Cette jeune femme a grandi en banlieue parisienne. Son père, ouvrier sur les chantiers, sa mère, femme de ménage dans de grandes entreprises de luxe, ont mené une vie recluse d’immigrés pauvres, reniant, pour le bien de l’intégration de leurs enfants : culture, traditions culinaires, religieuses et surtout leur langue.
Cessant de parler, ils cessent alors tout contact physique avec leurs enfants, ils cessent de les prendre dans leurs bras ou tout autre geste de tendresse. Cette jeune femme me raconte avoir grandi avec la sensation vertigineuse de ne jamais se voir quand elle se regardait dans un miroir. On ne la touchait pas, on ne lui parlait pas, alors elle ignorait sa propre existence.


L’histoire


Mon travail d’écriture a été celui de la transformation de la matière brute de l’entretien pour en saisir l’essence.
« Nous ne sommes pas seuls au monde » raconte l’histoire d’un homme dont les parents, immigrés, ne lui ont rien transmis de leur culture d’origine. Arrivé à l’âge adulte, cet homme tombe amoureux d’une femme, blanche. Ensemble, ils ont une fille.
A sa naissance, l’homme noir ne parvient pas à parler à son enfant. La pièce interroge en filigrane l’exil, l’identité, la transmission, l’ethnocentrisme, le racisme mais questionne surtout la langue. La pièce interroge ce qui, en chacun de nous, est exilé et seul, incompréhensible et muet, ce qui, de notre langue intime et personnelle, a peine à se transmettre.
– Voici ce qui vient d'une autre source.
//! Machine driver.
//!
//! The driver owns memory, the register file, the control unit, the program
//! counter, and the halted status, and runs the cycle loop:
//!
//! 1. Fetch the 16-bit word at the program counter (big-endian byte pair).
//! 2. Advance the counter by 2.
//! 3. Decode and execute; a taken branch overwrites the counter absolutely.
//! 4. Repeat until the machine stops.
//!
//! The reported final program counter is the fetch address of the
//! instruction that stopped the machine, not the post-increment value.
//!
//! # Usage
//!
//! ```
//! use vole_emu::machine::Machine;
//!
//! let mut machine = Machine::new(256, 16);
//! machine.load_image(&[0x22, 0xFF, 0xC0, 0x00]).unwrap();
//! machine.run();
//! assert_eq!(machine.final_state().registers[2], 0xFF);
//! ```

use std::path::Path;

use super::control::{ControlUnit, ExecuteResult};
use super::instruction::Instruction;
use super::memory::Memory;
use super::registers::RegisterFile;
use super::Fault;
use crate::config::Config;
use crate::loader::{self, LoadError};

/// Machine execution status.
#[derive(Debug, Clone, Copy, PartialEq, Eq)]
pub enum MachineStatus {
    /// No cycle has run yet.
    Idle,
    /// The cycle loop is in progress.
    Running,
    /// A halt instruction was executed.
    Halted,
    /// An unrecognized opcode was reported and treated as an implicit halt.
    UnknownOpcode,
    /// An out-of-bounds access stopped the machine.
    Faulted,
    /// The configured cycle limit was reached before any halt condition.
    CycleLimit,
}

impl MachineStatus {
    /// True once the machine can make no further progress.
    pub fn is_stopped(&self) -> bool {
        !matches!(self, MachineStatus::Idle | MachineStatus::Running)
    }
}

/// Snapshot of machine state after the cycle loop stops.
#[derive(Debug, Clone)]
pub struct FinalState {
    /// Fetch address of the instruction that stopped the machine.
    pub pc: usize,
    /// Why the machine stopped.
    pub status: MachineStatus,
    /// Register contents, in index order.
    pub registers: Vec<u8>,
    /// Memory contents, in address order.
    pub memory: Vec<u8>,
    /// Cycles executed.
    pub cycles: u64,
}

/// The simulated machine.
///
/// Owns all mutable state exclusively; nothing is shared across instances.
pub struct Machine {
    memory: Memory,
    registers: RegisterFile,
    control: ControlUnit,
    pc: usize,
    status: MachineStatus,
    /// Fetch address of the instruction that stopped the machine.
    stop_pc: usize,
    /// Fault that stopped the machine, if any.
    last_fault: Option<Fault>,
    cycles: u64,
    /// Cycle guard for non-terminating programs (0 = unlimited).
    ///
    /// The machine itself imposes no limit; this is an opt-in extension for
    /// callers that cannot trust a program to reach a halt instruction.
    max_cycles: u64,
}

impl Machine {
    /// Create a machine with the given memory capacity and register count.
    pub fn new(memory_size: usize, register_count: usize) -> Self {
        Self {
            memory: Memory::new(memory_size),
            registers: RegisterFile::new(register_count),
            control: ControlUnit,
            pc: 0,
            status: MachineStatus::Idle,
            stop_pc: 0,
            last_fault: None,
            cycles: 0,
            max_cycles: 0,
        }
    }

    /// Create a machine from a loaded [`Config`].
    pub fn from_config(config: &Config) -> Self {
        let mut machine = Self::new(config.memory_size(), config.register_count());
        machine.max_cycles = config.max_cycles();
        machine
    }

    /// Set the cycle guard (0 = unlimited).
    pub fn set_max_cycles(&mut self, max_cycles: u64) {
        self.max_cycles = max_cycles;
    }

    /// Load a program image into memory starting at address 0.
    pub fn load_image(&mut self, image: &[u8]) -> Result<(), Fault> {
        log::debug!("loading {}-byte program image", image.len());
        self.memory.load_image(image)
    }

    /// Parse a hex program file and load it into memory.
    ///
    /// A parse failure leaves memory untouched.
    pub fn load_program_file(&mut self, path: impl AsRef<Path>) -> Result<(), LoadError> {
        let image = loader::load_program_file(path)?;
        self.load_image(&image).map_err(LoadError::from)
    }

    /// Current program counter (the next fetch address while running).
    pub fn pc(&self) -> usize {
        self.pc
    }

    /// Current status.
    pub fn status(&self) -> MachineStatus {
        self.status
    }

    /// Fault that stopped the machine, if any.
    pub fn last_fault(&self) -> Option<Fault> {
        self.last_fault
    }

    /// The machine's memory.
    pub fn memory(&self) -> &Memory {
        &self.memory
    }

    /// The machine's register file.
    pub fn registers(&self) -> &RegisterFile {
        &self.registers
    }

    /// Fetch the 16-bit word at the program counter.
    fn fetch(&self) -> Result<Instruction, Fault> {
        let high = self.memory.get(self.pc)?;
        let low = self.memory.get(self.pc + 1)?;
        Ok(Instruction::new(u16::from(high) << 8 | u16::from(low)))
    }

    /// Execute one cycle.
    ///
    /// Returns true if the machine is still running afterwards.
    pub fn step(&mut self) -> bool {
        if self.status.is_stopped() {
            return false;
        }
        self.status = MachineStatus::Running;

        let fetch_pc = self.pc;
        let inst = match self.fetch() {
            Ok(inst) => inst,
            Err(fault) => {
                log::error!("fault at pc=0x{:02X}: {}", fetch_pc, fault);
                self.stop(MachineStatus::Faulted, fetch_pc, Some(fault));
                return false;
            }
        };

        self.pc += 2;
        log::trace!("pc=0x{:02X}: {}", fetch_pc, inst);

        match self.control.execute(inst, &mut self.registers, &mut self.memory) {
            Ok(ExecuteResult::Continue) => {}
            Ok(ExecuteResult::Branch { target }) => {
                self.pc = target as usize;
            }
            Ok(ExecuteResult::Halt) => {
                self.stop(MachineStatus::Halted, fetch_pc, None);
            }
            Ok(ExecuteResult::Unknown { opcode }) => {
                log::warn!("unknown opcode 0x{:X} at pc=0x{:02X}", opcode, fetch_pc);
                self.stop(MachineStatus::UnknownOpcode, fetch_pc, None);
            }
            Err(fault) => {
                log::error!("fault at pc=0x{:02X} ({}): {}", fetch_pc, inst, fault);
                self.stop(MachineStatus::Faulted, fetch_pc, Some(fault));
            }
        }

        self.cycles += 1;

        if self.status == MachineStatus::Running
            && self.max_cycles > 0
            && self.cycles >= self.max_cycles
        {
            log::warn!("cycle limit of {} reached", self.max_cycles);
            self.stop(MachineStatus::CycleLimit, self.pc, None);
        }

        self.status == MachineStatus::Running
    }

    /// Run the cycle loop until the machine stops.
    ///
    /// Returns the number of cycles executed.
    pub fn run(&mut self) -> u64 {
        let start = self.cycles;
        while self.step() {}
        self.cycles - start
    }

    fn stop(&mut self, status: MachineStatus, stop_pc: usize, fault: Option<Fault>) {
        self.status = status;
        self.stop_pc = stop_pc;
        self.last_fault = fault;
    }

    /// Snapshot the final machine state.
    pub fn final_state(&self) -> FinalState {
        FinalState {
            pc: self.stop_pc,
            status: self.status,
            registers: self.registers.as_slice().to_vec(),
            memory: self.memory.as_slice().to_vec(),
            cycles: self.cycles,
        }
    }

    /// Print the final state in the classic uppercase-hex layout.
    pub fn print_final_state(&self, dump_memory: bool) {
        println!("Final Program Counter (PC) = {:02X}", self.stop_pc);
        println!("Status: {:?}", self.status);
        println!("Cycles: {}", self.cycles);

        println!("Registers:");
        for (i, value) in self.registers.as_slice().iter().enumerate() {
            println!("  R{:<2} = {:02X}", i, value);
        }

        if dump_memory {
            println!("Memory:");
            for (addr, chunk) in self.memory.as_slice().chunks(16).enumerate() {
                print!("  {:02X}: ", addr * 16);
                for byte in chunk {
                    print!("{:02X} ", byte);
                }
                println!();
            }
        }
    }
}

#[cfg(test)]
mod tests {
    use super::*;

    fn load(machine: &mut Machine, words: &[u16]) {
        let mut image = Vec::new();
        for word in words {
            image.extend_from_slice(&word.to_be_bytes());
        }
        machine.load_image(&image).unwrap();
    }

    #[test]
    fn test_load_immediate_then_halt() {
        let mut machine = Machine::new(256, 16);
        load(&mut machine, &[0x20FF, 0xC000]);

        machine.run();

        let state = machine.final_state();
        assert_eq!(state.status, MachineStatus::Halted);
        assert_eq!(state.registers[0], 0xFF);
        // Reported pc is the fetch address of the halt instruction.
        assert_eq!(state.pc, 2);
        assert_eq!(state.cycles, 2);
    }

    #[test]
    fn test_reported_pc_for_register_2_program() {
        let mut machine = Machine::new(256, 16);
        // loadi r2, 0xFF; halt
        load(&mut machine, &[0x22FF, 0xC000]);

        machine.run();

        let state = machine.final_state();
        assert_eq!(state.registers[2], 255);
        assert_eq!(state.pc, 2);
    }

    #[test]
    fn test_branch_taken_overwrites_pc() {
        let mut machine = Machine::new(256, 16);
        // r0 starts at 0, so jmpz r0 jumps over the loadi to the halt at 6.
        load(&mut machine, &[0xB006, 0x2111, 0x2122, 0xC000]);

        machine.run();

        let state = machine.final_state();
        assert_eq!(state.status, MachineStatus::Halted);
        assert_eq!(state.registers[1], 0);
        assert_eq!(state.pc, 6);
    }

    #[test]
    fn test_branch_not_taken_falls_through() {
        let mut machine = Machine::new(256, 16);
        // r1 = 1, so jmpz r1 falls through and the loadi runs.
        load(&mut machine, &[0x2101, 0xB106, 0x2242, 0xC000]);

        machine.run();

        let state = machine.final_state();
        assert_eq!(state.registers[2], 0x42);
        assert_eq!(state.pc, 6);
    }

    #[test]
    fn test_store_and_load_round_trip_through_memory() {
        let mut machine = Machine::new(256, 16);
        // r1 = 0x5A; mem[0x80] = r1; r2 = mem[0x80]; halt
        load(&mut machine, &[0x215A, 0x3180, 0x1280, 0xC000]);

        machine.run();

        let state = machine.final_state();
        assert_eq!(state.memory[0x80], 0x5A);
        assert_eq!(state.registers[2], 0x5A);
    }

    #[test]
    fn test_unknown_opcode_stops_with_state_unchanged() {
        let mut machine = Machine::new(256, 16);
        // r1 = 0x11; then an undefined opcode D instruction.
        load(&mut machine, &[0x2111, 0xD000, 0xC000]);

        machine.run();

        let state = machine.final_state();
        assert_eq!(state.status, MachineStatus::UnknownOpcode);
        // State from before the offending cycle is intact.
        assert_eq!(state.registers[1], 0x11);
        assert_eq!(state.pc, 2);
        assert_eq!(state.cycles, 2);
    }

    #[test]
    fn test_fetch_past_end_of_memory_faults() {
        let mut machine = Machine::new(4, 16);
        // Two instructions fill memory; neither halts, so the next fetch
        // runs off the end.
        load(&mut machine, &[0x2101, 0x2202]);

        machine.run();

        let state = machine.final_state();
        assert_eq!(state.status, MachineStatus::Faulted);
        assert_eq!(state.pc, 4);
        assert!(machine.last_fault().is_some());
    }

    #[test]
    fn test_cycle_limit_stops_infinite_loop() {
        let mut machine = Machine::new(256, 16);
        // jmpz r0, 0x00 with r0 == 0 loops forever.
        load(&mut machine, &[0xB000]);
        machine.set_max_cycles(100);

        let cycles = machine.run();

        assert_eq!(cycles, 100);
        assert_eq!(machine.status(), MachineStatus::CycleLimit);
    }

    #[test]
    fn test_no_cycle_limit_by_default() {
        let machine = Machine::new(256, 16);
        assert_eq!(machine.max_cycles, 0);
    }

    #[test]
    fn test_step_after_stop_does_nothing() {
        let mut machine = Machine::new(256, 16);
        load(&mut machine, &[0xC000]);

        machine.run();
        assert_eq!(machine.status(), MachineStatus::Halted);

        let cycles_before = machine.cycles;
        assert!(!machine.step());
        assert_eq!(machine.cycles, cycles_before);
    }

    #[test]
    fn test_rotate_program() {
        let mut machine = Machine::new(256, 16);
        // r1 = 0x81; rot r1, 1; halt  =>  0x81 rotated right once is 0xC0
        load(&mut machine, &[0x2181, 0xA110, 0xC000]);

        machine.run();

        assert_eq!(machine.final_state().registers[1], 0xC0);
    }
}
Un duo intimiste et sensoriel


Sur scène, l’homme noir et la femme blanche font entendre différentes voix et époques. Ils énoncent librement différentes subjectivités, défiant la notion de personnage et laissant les voix et les paroles libres d’être interprétées par le spectateur. Parfois, l’homme noir dit les mots de la femme blanche et réciproquement.
Les acteurs sont des récitants traversés par fulgurance de réminiscences. Le spectateur assiste à des irruptions de moments vécus dont il peut chaque fois douter comme d’un rêve éveillé.
Philippe Ménard, chorégraphe, travaille à l’écriture des corps. Les acteurs sont habités de mouvements imperceptibles provoqués par la réalité contenue dans les mots. Ils ne montrent rien mais travaillent à sentir. Le spectateur est invité à pénétrer un univers intime, il assiste de façon privilégiée à un duo délicat et sensoriel.


Un dispositif bifrontal


Le plateau est en bifrontal. La jauge est réduite afin de renforcer l’intimité du moment.
Au sol, un tapis blanc de part et d’autre duquel sont assis les spectateurs. Les deux corps des acteurs, habillés de noir, dessinent des espaces différents qui traversent les époques.
Le spectateur ne voit qu’une partie du visage de l’acteur, regarde la réalité de biais. Cette perception de côté est une invitation à un déplacement du regard.
Le dispositif invite aussi à regarder les autres spectateurs et à éprouver l’altérité, le regard porté par l’autre et sur l’autre : le théâtre en train de se faire.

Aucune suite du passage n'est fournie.